--- START ---
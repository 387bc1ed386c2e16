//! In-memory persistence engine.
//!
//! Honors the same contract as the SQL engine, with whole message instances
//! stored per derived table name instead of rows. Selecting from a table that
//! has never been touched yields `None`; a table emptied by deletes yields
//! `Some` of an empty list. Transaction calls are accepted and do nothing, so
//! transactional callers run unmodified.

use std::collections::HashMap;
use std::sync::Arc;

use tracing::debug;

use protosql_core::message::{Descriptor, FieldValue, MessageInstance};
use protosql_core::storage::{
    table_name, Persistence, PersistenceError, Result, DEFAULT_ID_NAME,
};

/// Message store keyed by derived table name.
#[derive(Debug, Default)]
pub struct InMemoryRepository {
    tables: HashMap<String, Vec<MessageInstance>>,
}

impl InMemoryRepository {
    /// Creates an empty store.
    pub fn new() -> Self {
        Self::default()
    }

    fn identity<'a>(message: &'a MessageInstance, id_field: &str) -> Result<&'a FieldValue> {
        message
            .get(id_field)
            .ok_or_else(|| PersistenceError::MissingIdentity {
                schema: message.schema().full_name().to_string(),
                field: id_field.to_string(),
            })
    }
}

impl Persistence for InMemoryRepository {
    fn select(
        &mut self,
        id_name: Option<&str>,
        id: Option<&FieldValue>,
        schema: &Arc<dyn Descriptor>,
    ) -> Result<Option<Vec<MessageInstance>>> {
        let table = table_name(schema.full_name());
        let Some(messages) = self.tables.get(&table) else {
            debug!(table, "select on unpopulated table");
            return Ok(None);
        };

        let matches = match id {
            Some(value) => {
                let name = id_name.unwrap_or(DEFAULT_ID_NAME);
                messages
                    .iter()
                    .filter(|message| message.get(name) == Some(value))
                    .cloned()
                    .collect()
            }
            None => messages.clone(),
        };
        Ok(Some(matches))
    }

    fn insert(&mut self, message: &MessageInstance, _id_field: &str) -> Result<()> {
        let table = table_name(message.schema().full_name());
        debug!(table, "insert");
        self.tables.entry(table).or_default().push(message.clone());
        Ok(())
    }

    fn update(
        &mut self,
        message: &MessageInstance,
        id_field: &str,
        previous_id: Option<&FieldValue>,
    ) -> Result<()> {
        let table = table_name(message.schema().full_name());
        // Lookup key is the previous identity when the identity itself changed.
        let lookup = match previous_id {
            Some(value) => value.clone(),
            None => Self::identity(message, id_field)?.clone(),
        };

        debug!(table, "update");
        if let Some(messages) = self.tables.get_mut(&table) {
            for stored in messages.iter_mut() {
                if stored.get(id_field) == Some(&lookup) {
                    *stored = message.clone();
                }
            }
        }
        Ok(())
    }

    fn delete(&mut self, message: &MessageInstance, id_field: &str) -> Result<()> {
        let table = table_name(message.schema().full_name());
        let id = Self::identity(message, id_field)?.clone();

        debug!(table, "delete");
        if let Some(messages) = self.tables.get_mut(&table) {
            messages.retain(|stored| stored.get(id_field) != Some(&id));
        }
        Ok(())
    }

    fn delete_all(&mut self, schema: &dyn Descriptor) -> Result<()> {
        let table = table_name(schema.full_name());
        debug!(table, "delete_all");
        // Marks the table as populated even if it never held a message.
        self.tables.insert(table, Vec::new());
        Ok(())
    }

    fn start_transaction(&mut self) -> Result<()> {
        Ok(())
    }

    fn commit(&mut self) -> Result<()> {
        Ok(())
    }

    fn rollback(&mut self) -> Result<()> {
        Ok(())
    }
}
--- END ---
- Assignment -
Repeat each line of the data exactly, missing none.

- Response to the exercise -
repository 387bc1ed386c2e16
//! In-memory persistence engine.
//!
//! Honors the same contract as the SQL engine, with whole message instances
//! stored per derived table name instead of rows. Selecting from a table that
//! has never been touched yields `None`; a table emptied by deletes yields
//! `Some` of an empty list. Transaction calls are accepted and do nothing, so
//! transactional callers run unmodified.

use std::collections::HashMap;
use std::sync::Arc;

use tracing::debug;

use protosql_core::message::{Descriptor, FieldValue, MessageInstance};
use protosql_core::storage::{
    table_name, Persistence, PersistenceError, Result, DEFAULT_ID_NAME,
};

/// Message store keyed by derived table name.
#[derive(Debug, Default)]
pub struct InMemoryRepository {
    tables: HashMap<String, Vec<MessageInstance>>,
}

impl InMemoryRepository {
    /// Creates an empty store.
    pub fn new() -> Self {
        Self::default()
    }

    fn identity<'a>(message: &'a MessageInstance, id_field: &str) -> Result<&'a FieldValue> {
        message
            .get(id_field)
            .ok_or_else(|| PersistenceError::MissingIdentity {
                schema: message.schema().full_name().to_string(),
                field: id_field.to_string(),
            })
    }
}

impl Persistence for InMemoryRepository {
    fn select(
        &mut self,
        id_name: Option<&str>,
        id: Option<&FieldValue>,
        schema: &Arc<dyn Descriptor>,
    ) -> Result<Option<Vec<MessageInstance>>> {
        let table = table_name(schema.full_name());
        let Some(messages) = self.tables.get(&table) else {
            debug!(table, "select on unpopulated table");
            return Ok(None);
        };

        let matches = match id {
            Some(value) => {
                let name = id_name.unwrap_or(DEFAULT_ID_NAME);
                messages
                    .iter()
                    .filter(|message| message.get(name) == Some(value))
                    .cloned()
                    .collect()
            }
            None => messages.clone(),
        };
        Ok(Some(matches))
    }

    fn insert(&mut self, message: &MessageInstance, _id_field: &str) -> Result<()> {
        let table = table_name(message.schema().full_name());
        debug!(table, "insert");
        self.tables.entry(table).or_default().push(message.clone());
        Ok(())
    }

    fn update(
        &mut self,
        message: &MessageInstance,
        id_field: &str,
        previous_id: Option<&FieldValue>,
    ) -> Result<()> {
        let table = table_name(message.schema().full_name());
        // Lookup key is the previous identity when the identity itself changed.
        let lookup = match previous_id {
            Some(value) => value.clone(),
            None => Self::identity(message, id_field)?.clone(),
        };

        debug!(table, "update");
        if let Some(messages) = self.tables.get_mut(&table) {
            for stored in messages.iter_mut() {
                if stored.get(id_field) == Some(&lookup) {
                    *stored = message.clone();
                }
            }
        }
        Ok(())
    }

    fn delete(&mut self, message: &MessageInstance, id_field: &str) -> Result<()> {
        let table = table_name(message.schema().full_name());
        let id = Self::identity(message, id_field)?.clone();

        debug!(table, "delete");
        if let Some(messages) = self.tables.get_mut(&table) {
            messages.retain(|stored| stored.get(id_field) != Some(&id));
        }
        Ok(())
    }

    fn delete_all(&mut self, schema: &dyn Descriptor) -> Result<()> {
        let table = table_name(schema.full_name());
        debug!(table, "delete_all");
        // Marks the table as populated even if it never held a message.
        self.tables.insert(table, Vec::new());
        Ok(())
    }

    fn start_transaction(&mut self) -> Result<()> {
        Ok(())
    }

    fn commit(&mut self) -> Result<()> {
        Ok(())
    }

    fn rollback(&mut self) -> Result<()> {
        Ok(())
    }
}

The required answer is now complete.